[[ Input records, beginning ]]

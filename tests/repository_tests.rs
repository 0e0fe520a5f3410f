//! Repository behaviour against an in-memory SQLite database.

mod test_utils;

use anyhow::Result;
use pds_sync::connectors::credentials::ConnectionCredentials;
use pds_sync::error::SyncError;
use pds_sync::models::sync_run::SyncStatus;
use pds_sync::repositories::connection::ConnectionChanges;
use pds_sync::repositories::sync_run::RunTotals;
use pds_sync::repositories::table_config::{ColumnDraft, ColumnFlagUpdate, TableConfigChanges};
use pds_sync::repositories::{
    ConnectionRepository, RepositoryError, SyncRunRepository, TableConfigRepository,
};
use serde_json::json;
use test_utils::*;

#[tokio::test]
async fn connection_credentials_round_trip_through_encryption() -> Result<()> {
    let db = setup_test_db_arc().await?;
    let id = create_pds_connection(&db, "https://pds.example.com/").await?;
    let repo = ConnectionRepository::new(db.clone(), crypto_key());

    let model = repo.get(id).await?;
    assert!(!String::from_utf8_lossy(&model.credentials_ciphertext).contains("secret"));

    match repo.credentials(&model)? {
        ConnectionCredentials::Pds(creds) => {
            assert_eq!(creds.base_url(), "https://pds.example.com");
            assert_eq!(creds.password, "secret");
        }
        other => panic!("unexpected credentials {other:?}"),
    }
    Ok(())
}

#[tokio::test]
async fn connection_update_reparses_credentials_for_its_kind() -> Result<()> {
    let db = setup_test_db_arc().await?;
    let id = create_relational_connection(&db).await?;
    let repo = ConnectionRepository::new(db.clone(), crypto_key());

    let err = repo
        .update(
            id,
            ConnectionChanges {
                credentials: Some(json!({"url": "https://pds", "username": "u", "password": "p"})),
                ..Default::default()
            },
        )
        .await
        .unwrap_err();
    assert!(matches!(err, RepositoryError::Credentials(_)));

    let updated = repo
        .update(
            id,
            ConnectionChanges {
                name: Some("warehouse-eu".to_string()),
                ..Default::default()
            },
        )
        .await?;
    assert_eq!(updated.name, "warehouse-eu");
    Ok(())
}

#[tokio::test]
async fn connection_in_use_cannot_be_deleted() -> Result<()> {
    let db = setup_test_db_arc().await?;
    let source = create_pds_connection(&db, "https://pds.example.com").await?;
    let destination = create_relational_connection(&db).await?;
    let table = create_table_config(&db, source, destination, "CUSTOMERS", 100, 10, &[]).await?;
    let repo = ConnectionRepository::new(db.clone(), crypto_key());

    let err = repo.delete(destination).await.unwrap_err();
    assert!(matches!(err, RepositoryError::Conflict(_)));

    TableConfigRepository::new(db.clone()).delete(table).await?;
    repo.delete(destination).await?;
    assert!(repo.find(destination).await?.is_none());
    Ok(())
}

#[tokio::test]
async fn table_config_rejects_swapped_connections() -> Result<()> {
    let db = setup_test_db_arc().await?;
    let source = create_pds_connection(&db, "https://pds.example.com").await?;
    let destination = create_relational_connection(&db).await?;

    let err = create_table_config(&db, destination, source, "CUSTOMERS", 100, 10, &[])
        .await
        .unwrap_err();
    let err = err.downcast::<RepositoryError>()?;
    assert!(matches!(err, RepositoryError::Validation { .. }));
    Ok(())
}

#[tokio::test]
async fn table_config_update_enforces_page_size_bounds() -> Result<()> {
    let db = setup_test_db_arc().await?;
    let source = create_pds_connection(&db, "https://pds.example.com").await?;
    let destination = create_relational_connection(&db).await?;
    let table = create_table_config(&db, source, destination, "CUSTOMERS", 100, 10, &[]).await?;
    let repo = TableConfigRepository::new(db.clone());

    let err = repo
        .update(
            table,
            TableConfigChanges {
                page_size: Some(10_001),
                ..Default::default()
            },
        )
        .await
        .unwrap_err();
    assert!(matches!(err, RepositoryError::Validation { field: "page_size", .. }));

    let updated = repo
        .update(
            table,
            TableConfigChanges {
                page_size: Some(10_000),
                ..Default::default()
            },
        )
        .await?;
    assert_eq!(updated.page_size, 10_000);
    Ok(())
}

#[tokio::test]
async fn copy_duplicates_columns_under_new_name() -> Result<()> {
    let db = setup_test_db_arc().await?;
    let source = create_pds_connection(&db, "https://pds.example.com").await?;
    let destination = create_relational_connection(&db).await?;
    let table = create_table_config(
        &db,
        source,
        destination,
        "CUSTOMERS",
        100,
        10,
        &[("ID", "integer", true), ("NAME", "string", false)],
    )
    .await?;
    let repo = TableConfigRepository::new(db.clone());

    let copy = repo.copy(table, "customers-copy").await?;
    assert_ne!(copy.id, table);
    assert_eq!(copy.table_name, "CUSTOMERS");

    let original: Vec<_> = repo
        .list_columns(table)
        .await?
        .into_iter()
        .map(|c| (c.column_name, c.is_primary_key, c.position))
        .collect();
    let copied: Vec<_> = repo
        .list_columns(copy.id)
        .await?
        .into_iter()
        .map(|c| (c.column_name, c.is_primary_key, c.position))
        .collect();
    assert_eq!(original, copied);

    let err = repo.copy(table, "customers-copy").await.unwrap_err();
    assert!(matches!(err, RepositoryError::Database(_)));
    Ok(())
}

#[tokio::test]
async fn upsert_by_name_updates_in_place_and_appends() -> Result<()> {
    let db = setup_test_db_arc().await?;
    let source = create_pds_connection(&db, "https://pds.example.com").await?;
    let destination = create_relational_connection(&db).await?;
    let table = create_table_config(
        &db,
        source,
        destination,
        "CUSTOMERS",
        100,
        10,
        &[("ID", "string", false)],
    )
    .await?;
    let repo = TableConfigRepository::new(db.clone());

    let summary = repo
        .upsert_columns(
            table,
            vec![
                ColumnDraft {
                    column_name: "ID".to_string(),
                    data_type: Some("Integer".to_string()),
                    active: None,
                    is_primary_key: Some(true),
                },
                ColumnDraft {
                    column_name: "EMAIL".to_string(),
                    data_type: None,
                    active: Some(false),
                    is_primary_key: None,
                },
            ],
        )
        .await?;
    assert_eq!((summary.created, summary.updated), (1, 1));

    let columns = repo.list_columns(table).await?;
    assert_eq!(columns.len(), 2);
    assert_eq!(columns[0].column_name, "ID");
    assert_eq!(columns[0].data_type, "integer");
    assert!(columns[0].is_primary_key);
    assert_eq!(columns[1].column_name, "EMAIL");
    assert_eq!(columns[1].data_type, "string");
    assert!(!columns[1].active);

    let active = repo.active_columns(table).await?;
    assert_eq!(active.len(), 1);
    Ok(())
}

#[tokio::test]
async fn upsert_rejects_duplicate_names_without_writing() -> Result<()> {
    let db = setup_test_db_arc().await?;
    let source = create_pds_connection(&db, "https://pds.example.com").await?;
    let destination = create_relational_connection(&db).await?;
    let table = create_table_config(&db, source, destination, "CUSTOMERS", 100, 10, &[]).await?;
    let repo = TableConfigRepository::new(db.clone());

    let draft = |name: &str| ColumnDraft {
        column_name: name.to_string(),
        data_type: None,
        active: None,
        is_primary_key: None,
    };
    let err = repo
        .upsert_columns(table, vec![draft("A"), draft("B"), draft("A")])
        .await
        .unwrap_err();
    assert!(matches!(err, RepositoryError::Validation { .. }));
    assert!(repo.list_columns(table).await?.is_empty());
    Ok(())
}

#[tokio::test]
async fn bulk_flags_apply_atomically() -> Result<()> {
    let db = setup_test_db_arc().await?;
    let source = create_pds_connection(&db, "https://pds.example.com").await?;
    let destination = create_relational_connection(&db).await?;
    let table = create_table_config(
        &db,
        source,
        destination,
        "CUSTOMERS",
        100,
        10,
        &[("ID", "integer", false), ("NAME", "string", false)],
    )
    .await?;
    let repo = TableConfigRepository::new(db.clone());
    let columns = repo.list_columns(table).await?;

    let updated = repo
        .bulk_update_flags(
            table,
            vec![
                ColumnFlagUpdate {
                    id: columns[0].id,
                    active: None,
                    is_primary_key: Some(true),
                },
                ColumnFlagUpdate {
                    id: columns[1].id,
                    active: Some(false),
                    is_primary_key: None,
                },
            ],
        )
        .await?;
    assert!(updated[0].is_primary_key);
    assert!(!updated[1].active);

    // An unknown id rolls the whole batch back
    let err = repo
        .bulk_update_flags(
            table,
            vec![
                ColumnFlagUpdate {
                    id: columns[1].id,
                    active: Some(true),
                    is_primary_key: None,
                },
                ColumnFlagUpdate {
                    id: uuid::Uuid::new_v4(),
                    active: Some(true),
                    is_primary_key: None,
                },
            ],
        )
        .await
        .unwrap_err();
    assert!(matches!(err, RepositoryError::NotFound { .. }));
    assert!(!repo.list_columns(table).await?[1].active);
    Ok(())
}

#[tokio::test]
async fn ledger_finalizes_exactly_once() -> Result<()> {
    let db = setup_test_db_arc().await?;
    let source = create_pds_connection(&db, "https://pds.example.com").await?;
    let destination = create_relational_connection(&db).await?;
    let table = create_table_config(&db, source, destination, "CUSTOMERS", 100, 10, &[]).await?;
    let runs = SyncRunRepository::new((*db).clone());

    let run = runs.start(table, 4).await?;
    assert_eq!(run.status, SyncStatus::InProgress);
    assert!(run.finished_at.is_none());

    let err = runs.delete(run.id).await.unwrap_err();
    assert!(matches!(err, RepositoryError::Conflict(_)));

    let totals = RunTotals {
        creates: 5,
        updates: 2,
        skipped: 1,
    };
    let finished = runs
        .finish(run.id, SyncStatus::Completed, totals, None)
        .await?;
    assert_eq!(finished.status, SyncStatus::Completed);
    assert_eq!(
        (finished.total_creates, finished.total_updates, finished.total_skipped),
        (5, 2, 1)
    );

    let second = runs
        .finish(
            run.id,
            SyncStatus::Failed,
            RunTotals::default(),
            Some("late".to_string()),
        )
        .await
        .unwrap_err();
    assert!(matches!(second, SyncError::Ledger(_)));

    let stored = runs.get(run.id).await?;
    assert_eq!(stored.status, SyncStatus::Completed);
    assert_eq!(stored.total_creates, 5);
    assert!(stored.error_message.is_none());

    runs.delete(run.id).await?;
    assert!(runs.list_for_table(table, 10).await?.is_empty());
    Ok(())
}

#[tokio::test]
async fn orphaned_runs_are_failed_and_latest_is_reported() -> Result<()> {
    let db = setup_test_db_arc().await?;
    let source = create_pds_connection(&db, "https://pds.example.com").await?;
    let destination = create_relational_connection(&db).await?;
    let first = create_table_config(&db, source, destination, "CUSTOMERS", 100, 10, &[]).await?;
    let second = create_table_config(&db, source, destination, "ORDERS", 100, 10, &[]).await?;
    let runs = SyncRunRepository::new((*db).clone());

    let done = runs.start(first, 1).await?;
    runs.finish(done.id, SyncStatus::Completed, RunTotals::default(), None)
        .await?;
    tokio::time::sleep(std::time::Duration::from_millis(5)).await;
    let dangling = runs.start(first, 1).await?;
    let other = runs.start(second, 1).await?;

    assert_eq!(runs.fail_orphaned().await?, 2);
    let dangling = runs.get(dangling.id).await?;
    assert_eq!(dangling.status, SyncStatus::Failed);
    assert!(dangling.error_message.is_some());
    assert_eq!(runs.get(other.id).await?.status, SyncStatus::Failed);
    assert_eq!(runs.get(done.id).await?.status, SyncStatus::Completed);

    let latest = runs.latest_per_table().await?;
    assert_eq!(latest.len(), 2);
    let latest_first = latest.iter().find(|r| r.table_config_id == first).unwrap();
    assert_eq!(latest_first.id, dangling.id);
    Ok(())
}

#[tokio::test]
async fn deleting_a_configuration_keeps_its_run_history() -> Result<()> {
    let db = setup_test_db_arc().await?;
    let source = create_pds_connection(&db, "https://pds.example.com").await?;
    let destination = create_relational_connection(&db).await?;
    let table = create_table_config(
        &db,
        source,
        destination,
        "CUSTOMERS",
        100,
        10,
        &[("ID", "integer", true)],
    )
    .await?;
    let tables = TableConfigRepository::new(db.clone());
    let runs = SyncRunRepository::new((*db).clone());

    let run = runs.start(table, 1).await?;
    runs.finish(
        run.id,
        SyncStatus::Completed,
        RunTotals {
            creates: 3,
            updates: 0,
            skipped: 0,
        },
        None,
    )
    .await?;

    tables.delete(table).await?;
    assert!(tables.find(table).await?.is_none());
    assert!(tables.list_columns(table).await?.is_empty());

    let kept = runs.get(run.id).await?;
    assert_eq!(kept.table_config_id, table);
    assert_eq!(kept.status, SyncStatus::Completed);
    assert_eq!(kept.total_creates, 3);
    assert_eq!(runs.list_for_table(table, 10).await?.len(), 1);
    assert!(runs.latest_per_table().await?.iter().any(|r| r.id == run.id));

    runs.delete(run.id).await?;
    assert!(runs.list_for_table(table, 10).await?.is_empty());
    Ok(())
}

[[ Input records, end ]]

■ **Aim of the task**: If a line in the entries holds the string "ConnectionCredentials", copy it.

■ **The completed task**:
use pds_sync::connectors::credentials::ConnectionCredentials;
        ConnectionCredentials::Pds(creds) => {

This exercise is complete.